An action for an accounting is equitable in nature. Fryar v. Currin, supra. In an action in equity, tried as this one was before the judge alone without a reference, the Court of Appeals has jurisdiction to find the facts in accordance with its own view of the preponderance of the evidence. Marlow v. Marlow, 284 S. C. 155, 325 S. E. (2d) 703 (Ct. App. 1984).
*219As we noted above, Article IX of the partnership agreement states that a “partner’s interest in cash basis capital, less accounts payable and accrued expenses allocable to his interest, shall be paid” to the partner upon his withdrawal from the partnership.
No provision of the partnership agreement makes specific reference to First Magnolia and Management Design. Throughout the time the partnership has held its interests in First Magnolia and Management Design, however, it has reflected, without any apparent objection from Moise and Humphries, the value of each asset on its books according to the asset’s book value rather than its fair market value. At trial, no one disputed that “book value” is ordinarily employed to figure the value of “cash basis capital.”
Even though the partnership agreement does not specifically address the partnership’s interests in First Magnolia and Management Design, these assets, nevertheless, are assets of the partnership. See Code of Laws of South Carolina § 33-41-230 (1976).1 Nothing in the record indicates they are not so.
As partnership assets, the share in First Magnolia and the Management Design stock should be valued in the same manner as other partnership assets unless the contrary intention appears. An intention to value these assets differently has not been shown.
Humphries contends, however, the Partners orally agreed to treat its interests in First Magnolia and Management Design “separately” from other partnership assets. The trial court made no finding that the Partners reached an agreement of this kind. We find they made no such agreement, although one was discussed when the parties made an attempt to settle the differences that arose between them after Moise and Humphries withdrew from the partnership.
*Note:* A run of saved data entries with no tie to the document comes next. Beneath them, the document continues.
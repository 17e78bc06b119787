use std::cmp::Ordering;

use tracing::debug;

use crate::catalog::Catalog;
use crate::models::{Category, Task};

use super::predicates;
use super::state::{FilterState, PriceBucket, QuickFilter, SearchScope, SortOrder, TimeBucket};

/// Filter then sort. Same tasks and state always give the same sequence.
///
/// `Distance` has no distance data behind it and keeps catalog order.
pub fn apply<'a>(tasks: &'a [Task], state: &FilterState) -> Vec<&'a Task> {
    let mut view: Vec<&Task> = tasks
        .iter()
        .filter(|t| predicates::matches(t, state))
        .collect();
    sort(&mut view, state.sort_order);
    view
}

pub fn sort(view: &mut [&Task], order: SortOrder) {
    match order {
        SortOrder::Newest => view.sort_by(|a, b| newest_first(a, b)),
        SortOrder::PriceLow => view.sort_by(|a, b| cheapest_first(a, b)),
        SortOrder::PriceHigh => view.sort_by(|a, b| cheapest_first(b, a)),
        SortOrder::Distance => {}
    }
}

fn newest_first(a: &Task, b: &Task) -> Ordering {
    b.posted_at.cmp(&a.posted_at).then(b.id.cmp(&a.id))
}

// Ties break on id so the two price orders are exact reverses.
fn cheapest_first(a: &Task, b: &Task) -> Ordering {
    a.price_value()
        .cmp(&b.price_value())
        .then(a.id.cmp(&b.id))
}

/// The task-list page: a catalog, its filter state and the derived view.
/// Every setter recomputes the view.
#[derive(Debug, Clone)]
pub struct TaskList {
    catalog: Catalog,
    state: FilterState,
    view: Vec<u32>,
}

impl TaskList {
    pub fn new(catalog: Catalog) -> Self {
        Self::with_state(catalog, FilterState::default())
    }

    pub fn with_state(catalog: Catalog, state: FilterState) -> Self {
        let mut list = Self {
            catalog,
            state,
            view: Vec::new(),
        };
        list.refresh();
        list
    }

    pub fn catalog(&self) -> &Catalog {
        &self.catalog
    }

    pub fn state(&self) -> &FilterState {
        &self.state
    }

    pub fn filtered_tasks(&self) -> Vec<&Task> {
        self.view
            .iter()
            .filter_map(|id| self.catalog.get(*id).ok())
            .collect()
    }

    pub fn len(&self) -> usize {
        self.view.len()
    }

    pub fn is_empty(&self) -> bool {
        self.view.is_empty()
    }

    pub fn has_active_filters(&self) -> bool {
        self.state.has_active_filters()
    }

    pub fn set_search_term(&mut self, term: impl Into<String>) {
        self.state.search_term = term.into();
        self.refresh();
    }

    pub fn set_search_scope(&mut self, scope: SearchScope) {
        self.state.search_scope = scope;
        self.refresh();
    }

    pub fn quick_search(&mut self, quick: QuickFilter) {
        self.state.toggle_quick_filter(quick);
        self.refresh();
    }

    pub fn select_category(&mut self, category: Option<Category>) {
        self.state.category = category;
        self.refresh();
    }

    pub fn set_location(&mut self, location: Option<String>) {
        self.state.location = location.filter(|l| !l.is_empty());
        self.refresh();
    }

    pub fn set_price_bucket(&mut self, bucket: Option<PriceBucket>) {
        self.state.price_bucket = bucket;
        self.refresh();
    }

    pub fn set_time_bucket(&mut self, bucket: Option<TimeBucket>) {
        self.state.time_bucket = bucket;
        self.refresh();
    }

    pub fn set_sort_order(&mut self, order: SortOrder) {
        self.state.sort_order = order;
        self.refresh();
    }

    pub fn clear_search(&mut self) {
        self.state.clear_search();
        self.refresh();
    }

    pub fn clear_all_filters(&mut self) {
        self.state.clear_all();
        self.refresh();
    }

    fn refresh(&mut self) {
        self.view = apply(self.catalog.tasks(), &self.state)
            .into_iter()
            .map(|t| t.id)
            .collect();
        debug!(
            visible = self.view.len(),
            total = self.catalog.len(),
            sort = self.state.sort_order.as_str(),
            "task list recomputed"
        );
    }
}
We therefore hold the partnership’s share in First Magnolia and its stock in Management Development upon Moise’s *220and Humphries’ withdrawal from the partnership should have been valued on the same basis as every other partnership asset, i.e., on the basis of its book value.
Accordingly, we reverse the judgments of the trial court and remand for further proceedings consistent with this opinion.
Reversed and remanded.
Shaw and Howell, JJ., concur.S. C. Code of Laws § 33-41-230 (1976) provides in part:
(1) All property originally brought into the partnership stock or subsequently acquired by purchase or otherwise, on account of the partnership, is partnership property.
(2) Unless the contrary intention appears property acquired with partnership funds is partnership property.